Refrigeration COP Calculator

• •Use the Refrigeration COP Calculator when solving homework or exam problems that require quick numerical verification of your hand calculations — instant feedback helps identify arithmetic errors before they propagate.
• •Use it during the early design phase to rapidly iterate on parameters and narrow down feasible configurations before committing time to detailed finite element simulations or full design packages.
• •Use it when reviewing a colleague's calculation or checking a vendor's data sheet for plausibility — a quick sanity check can prevent costly downstream errors.
• •Use it to generate reference data for a technical report or presentation without manual computation, ensuring consistent, reproducible numbers throughout the document.
• •Use it in the field when a quick estimate is needed and a full engineering software package is not available.

The Refrigeration COP Calculator is a precision engineering calculation tool designed for students, engineers, and technical professionals. Calculate coefficient of performance for refrigerators and heat pumps, including Carnot COP from temperatures All calculations are performed using established engineering formulas from the relevant scientific literature and standards. Inputs support both metric (SI) and imperial unit systems, with unit conversion handled automatically — simply select your preferred unit from the dropdown next to each field. Results are computed instantly in the browser without sending data to a server, ensuring both speed and privacy. This calculator is intended as a supplementary tool for learning and design exploration; always verify results against authoritative references for safety-critical applications.

The coefficient of performance (COP) of a refrigerator or heat pump is the ratio of the desired thermal effect (heat removed from cold space or delivered to hot space) to the work input required. For a refrigerator: COP_R = Q_C / W_in, where Q_C is heat removed from the cold space and W_in is the electrical or mechanical work input to the compressor.
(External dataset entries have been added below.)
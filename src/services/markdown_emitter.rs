//! Markdown 试卷生成
//!
//! 遍历顺序与题目物化流程一致，图片只从 `AssetManifest` 中查找

use crate::models::{AssetManifest, Exam, Question};
use crate::services::asset_namer::{option_display_text, option_label, ImageSlot};
use crate::utils::clean_text;
use regex::Regex;
use std::sync::LazyLock;

/// 行首的 `数字.`，在列表项中会被解析为有序列表
static ORDERED_MARKER: LazyLock<Regex> =
    LazyLock::new(|| Regex::new(r"^(\d+)\.").expect("valid ordered marker regex"));

/// 渲染完整的 Markdown 试卷
pub fn render_markdown(exam: &Exam, manifest: &AssetManifest) -> String {
    let mut out = String::new();
    out.push_str(&format!("# {}\n\n", exam.display_title()));

    for part in &exam.parts {
        out.push_str(&format!("## {}\n\n", part.name));
        for question in &part.questions {
            render_question(&mut out, question, manifest);
        }
    }

    out
}

fn render_question(out: &mut String, question: &Question, manifest: &AssetManifest) {
    let folder = question.folder_name();
    let images = |slot: &ImageSlot| manifest.files_with_prefix(&folder, &slot.prefix());

    out.push_str(&format!(
        "### {}. ({}) (ID: {})\n\n",
        question.order_index, question.question_type, question.id
    ));

    // 题干
    out.push_str(&format!("**题干:**\n{}\n", clean_text(&question.title_html)));
    for file in images(&ImageSlot::Title) {
        out.push_str(&format!("![题干图片]({}/{})\n", folder, file));
    }
    out.push('\n');

    // 选项
    if !question.items.is_empty() {
        out.push_str("**选项:**\n");
        for item in &question.items {
            let text = option_display_text(item);
            out.push_str(&format!("- {}\n", ORDERED_MARKER.replace(&text, r"$1\.")));
            for file in images(&ImageSlot::Option(option_label(item))) {
                out.push_str(&format!("  ![选项图片]({}/{})\n", folder, file));
            }
        }
        out.push('\n');
    }

    // 正确答案
    out.push_str("**正确答案:**\n");
    if question.correct.answers.is_empty() {
        out.push_str("未提供\n");
    } else {
        for (idx, answer) in question.correct.answers.iter().enumerate() {
            out.push_str(&format!("{}\n", clean_text(answer)));
            for file in images(&ImageSlot::CorrectAnswer(idx + 1)) {
                out.push_str(&format!("![答案图片]({}/{})\n", folder, file));
            }
        }
    }
    out.push('\n');

    // 答案解析
    if !question.correct.replay_html.trim().is_empty() {
        out.push_str(&format!(
            "**答案解析:**\n{}\n",
            clean_text(&question.correct.replay_html)
        ));
        for file in images(&ImageSlot::Replay) {
            out.push_str(&format!("![解析图片]({}/{})\n", folder, file));
        }
        out.push('\n');
    }

    out.push_str("---\n\n");
}

#[cfg(test)]
mod tests {
    use super::*;
    use crate::models::MaterializedAsset;
    use serde_json::json;

    fn exam() -> Exam {
        Exam::from_report(&json!({
            "result": {
                "examTitle": "期中测验",
                "part": [ { "partname": "一、单选题", "children": [ {
                    "orderIndex": 1,
                    "questionid": "q9",
                    "type": 1,
                    "title": "<p>看图</p><img src=\"http://x/t.png\">",
                    "item": [
                        { "orderIndex": 1, "title": "<p>C</p><img src=\"http://x/y.jpg\">text" },
                        { "orderIndex": 2, "title": "<p>D</p>other" }
                    ],
                    "correctAnswerAndReplay": { "correctAnswer": ["C"], "correctReplay": "<p>略</p>" }
                } ] } ]
            }
        }))
        .unwrap()
    }

    fn manifest() -> AssetManifest {
        let mut manifest = AssetManifest::new();
        manifest.record(
            "question_1_q9",
            vec![
                MaterializedAsset {
                    slot_label: "title_img_1".to_string(),
                    file_name: "title_img_1.png".to_string(),
                    source_url: "http://x/t.png".to_string(),
                },
                MaterializedAsset {
                    slot_label: "option_C_img_1".to_string(),
                    file_name: "option_C_img_1.jpg".to_string(),
                    source_url: "http://x/y.jpg".to_string(),
                },
            ],
        );
        manifest
    }

    #[test]
    fn test_option_image_under_its_bullet() {
        let md = render_markdown(&exam(), &manifest());
        assert!(md.contains(
            "- C. text\n  ![选项图片](question_1_q9/option_C_img_1.jpg)\n- D. other\n"
        ));
    }

    #[test]
    fn test_document_structure() {
        let md = render_markdown(&exam(), &manifest());
        assert!(md.starts_with("# 期中测验\n\n## 一、单选题\n\n### 1. (单选题) (ID: q9)\n\n"));
        assert!(md.contains("**题干:**\n看图\n![题干图片](question_1_q9/title_img_1.png)\n\n"));
        assert!(md.contains("**正确答案:**\nC\n\n"));
        assert!(md.contains("**答案解析:**\n略\n\n---\n\n"));
        assert_eq!(md.matches("# 期中测验").count(), 1);
    }

    #[test]
    fn test_index_label_is_not_an_ordered_list() {
        let exam = Exam::from_report(&json!({
            "result": { "part": [ { "children": [ {
                "questionid": "q1",
                "item": [ { "orderIndex": 1, "title": "<p>北京</p>" }, { "title": "<p>2. 上海</p>" } ]
            } ] } ] }
        }))
        .unwrap();

        let md = render_markdown(&exam, &AssetManifest::new());
        assert!(md.contains("- 1\\. 北京\n- 2\\. 上海\n"));
    }

    #[test]
    fn test_missing_images_are_not_referenced() {
        let md = render_markdown(&exam(), &AssetManifest::new());
        assert!(!md.contains("!["));
    }
}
For a heat pump: COP_HP = Q_H / W_in, where Q_H is heat delivered to the hot space. The two are related by COP_HP = COP_R + 1 because Q_H = Q_C + W (energy conservation in a heat pump). The theoretical maximum COP is achieved by a reversed Carnot cycle: COP_R,max = T_C/(T_H − T_C) and COP_HP,max = T_H/(T_H − T_C), where temperatures are absolute. Typical residential refrigerators have COP of 2-4; air conditioners have COP of 3-5 at rated conditions (lower in extreme heat); and heat pumps have COP of 3-5 for heating (less in cold weather). All of these represent 30-50% of the Carnot maximum, which reflects real compressor inefficiency, heat transfer losses, and pressure drops. The Energy Efficiency Ratio (EER) and Seasonal Energy Efficiency Ratio (SEER) are related metrics: EER = Btu/hr of cooling per watt of power; SEER weighs EER across a typical cooling season. EER divided by 3.412 gives the dimensionless COP. Modern high-efficiency AC and heat pumps reach SEER 20+ (COP 5.8+) by using variable-speed compressors, two-stage cooling, and advanced refrigerant management. The calculator computes COP from input heat loads and work, compares to Carnot limit, and supports both refrigerator (cooling) and heat pump (heating) modes.
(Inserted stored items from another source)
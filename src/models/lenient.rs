//! 宽松的字段反序列化
//!
//! 考试报告中同一字段可能是字符串、数字或 null，这里统一转换

use serde::de::{self, Deserializer, Visitor};
use serde::Deserialize;
use serde_json::Value;
use std::fmt;

/// 富文本字段：只接受字符串，其它类型一律视为空字符串
pub fn rich_text<'de, D>(deserializer: D) -> Result<String, D::Error>
where
    D: Deserializer<'de>,
{
    let value = Option::<Value>::deserialize(deserializer)?;
    Ok(match value {
        Some(Value::String(s)) => s,
        _ => String::new(),
    })
}

/// 可选文本字段：null 或非字符串视为缺失
pub fn optional_text<'de, D>(deserializer: D) -> Result<Option<String>, D::Error>
where
    D: Deserializer<'de>,
{
    let value = Option::<Value>::deserialize(deserializer)?;
    Ok(match value {
        Some(Value::String(s)) => Some(s),
        _ => None,
    })
}

/// 字符串或整数形式的标识字段（如 questionid）
pub fn scalar_text<'de, D>(deserializer: D) -> Result<Option<String>, D::Error>
where
    D: Deserializer<'de>,
{
    struct ScalarVisitor;

    impl<'de> Visitor<'de> for ScalarVisitor {
        type Value = Option<String>;

        fn expecting(&self, formatter: &mut fmt::Formatter) -> fmt::Result {
            formatter.write_str("a string or integer identifier")
        }

        fn visit_str<E>(self, value: &str) -> Result<Self::Value, E>
        where
            E: de::Error,
        {
            Ok(Some(value.to_string()))
        }

        fn visit_i64<E>(self, value: i64) -> Result<Self::Value, E>
        where
            E: de::Error,
        {
            Ok(Some(value.to_string()))
        }

        fn visit_u64<E>(self, value: u64) -> Result<Self::Value, E>
        where
            E: de::Error,
        {
            Ok(Some(value.to_string()))
        }

        fn visit_f64<E>(self, value: f64) -> Result<Self::Value, E>
        where
            E: de::Error,
        {
            Ok(Some(value.to_string()))
        }

        fn visit_bool<E>(self, value: bool) -> Result<Self::Value, E>
        where
            E: de::Error,
        {
            Ok(Some(value.to_string()))
        }

        fn visit_none<E>(self) -> Result<Self::Value, E>
        where
            E: de::Error,
        {
            Ok(None)
        }

        fn visit_unit<E>(self) -> Result<Self::Value, E>
        where
            E: de::Error,
        {
            Ok(None)
        }

        fn visit_some<D>(self, deserializer: D) -> Result<Self::Value, D::Error>
        where
            D: Deserializer<'de>,
        {
            deserializer.deserialize_any(self)
        }
    }

    deserializer.deserialize_option(ScalarVisitor)
}

/// 整数字段：接受数字或数字字符串，其它情况视为缺失
pub fn integer<'de, D>(deserializer: D) -> Result<Option<i64>, D::Error>
where
    D: Deserializer<'de>,
{
    let value = Option::<Value>::deserialize(deserializer)?;
    Ok(match value {
        Some(Value::Number(n)) => n.as_i64(),
        Some(Value::String(s)) => s.trim().parse().ok(),
        _ => None,
    })
}

/// 分数字段：保留服务端的数字写法（2.0 仍输出为 "2.0"）
pub fn grade<'de, D>(deserializer: D) -> Result<Option<String>, D::Error>
where
    D: Deserializer<'de>,
{
    let value = Option::<Value>::deserialize(deserializer)?;
    Ok(match value {
        Some(Value::Number(n)) => Some(n.to_string()),
        Some(Value::String(s)) => Some(s),
        Some(Value::Bool(b)) => Some(b.to_string()),
        _ => None,
    })
}

/// 列表字段：null 视为空列表
pub fn list<'de, D, T>(deserializer: D) -> Result<Vec<T>, D::Error>
where
    D: Deserializer<'de>,
    T: Deserialize<'de>,
{
    Ok(Option::<Vec<T>>::deserialize(deserializer)?.unwrap_or_default())
}

/// 答案列表：非字符串元素视为空字符串
pub fn text_list<'de, D>(deserializer: D) -> Result<Vec<String>, D::Error>
where
    D: Deserializer<'de>,
{
    let values = Option::<Vec<Value>>::deserialize(deserializer)?.unwrap_or_default();
    Ok(values
        .into_iter()
        .map(|v| match v {
            Value::String(s) => s,
            _ => String::new(),
        })
        .collect())
}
• •AC and heat pump selection: compare rated COP (or SEER) of different units to estimate operating cost. A 5-ton unit at COP 4 uses 4.4 kW of electric power to deliver 17.6 kW of cooling. Multiply by hours of operation and electricity price for seasonal cost.
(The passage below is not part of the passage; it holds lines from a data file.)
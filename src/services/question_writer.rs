//! 题目文本服务 - 业务能力层
//!
//! 只负责把单个 Question 渲染成 `question_data.txt` 的内容，不做任何 IO

use crate::models::Question;
use crate::services::asset_namer::option_display_text;
use crate::utils::clean_text;

/// 题目文本文件名
pub const QUESTION_TEXT_FILE: &str = "question_data.txt";

const SEPARATOR: &str = "------------------------------------";

/// 渲染单个题目的纯文本
pub fn render_question_text(question: &Question) -> String {
    let mut out = String::new();

    out.push_str(&format!("题目ID: {}\n", question.id));
    out.push_str(&format!("题目顺序号: {}\n", question.order_index));
    out.push_str(&format!("题目类型: {}\n\n", question.question_type));

    out.push_str("【题干】:\n");
    out.push_str(&clean_text(&question.title_html));
    out.push_str("\n\n");

    if !question.items.is_empty() {
        out.push_str("【选项】:\n");
        for item in &question.items {
            out.push_str(&option_display_text(item));
            out.push('\n');
        }
        out.push('\n');
    }

    out.push_str("【正确答案】:\n");
    if question.correct.answers.is_empty() {
        out.push_str("未提供\n");
    } else {
        for answer in &question.correct.answers {
            out.push_str(&clean_text(answer));
            out.push('\n');
        }
    }
    out.push('\n');

    if !question.correct.replay_html.trim().is_empty() {
        out.push_str("【答案解析】:\n");
        out.push_str(&clean_text(&question.correct.replay_html));
        out.push_str("\n\n");
    }

    if let Some(student) = &question.student_answer {
        out.push_str("【学生答案】:\n");
        out.push_str(&clean_text(&student.answer_html));
        out.push('\n');
        if let Some(grade) = &student.grade {
            out.push_str(&format!("得分: {}\n", grade));
        }
    }

    out.push('\n');
    out.push_str(SEPARATOR);
    out.push('\n');
    out
}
• •Refrigerator energy labeling: EnergyGuide labels use annual kWh consumption, which depends on rated cooling capacity, ambient temperature, and COP. Computing COP helps understand why some models are more expensive to run.
• •Industrial refrigeration: ice plants, cold storage warehouses, and refrigerated transport compute COP to balance capital cost (larger compressors) against operating cost (electricity).
• •Commercial HVAC: rooftop units, chillers, and VRF systems specify COP as a primary performance metric. High-efficiency units justify their higher first cost through lower electricity use over a 15-20 year service life.
• •Heat pump retrofit feasibility: compare a heat pump's heating COP to the efficiency of the existing furnace (natural gas 80-96%, oil 85%, electric resistance 100%). Heat pumps win only when COP × electricity rate < furnace efficiency × fuel rate, accounting for unit conversions.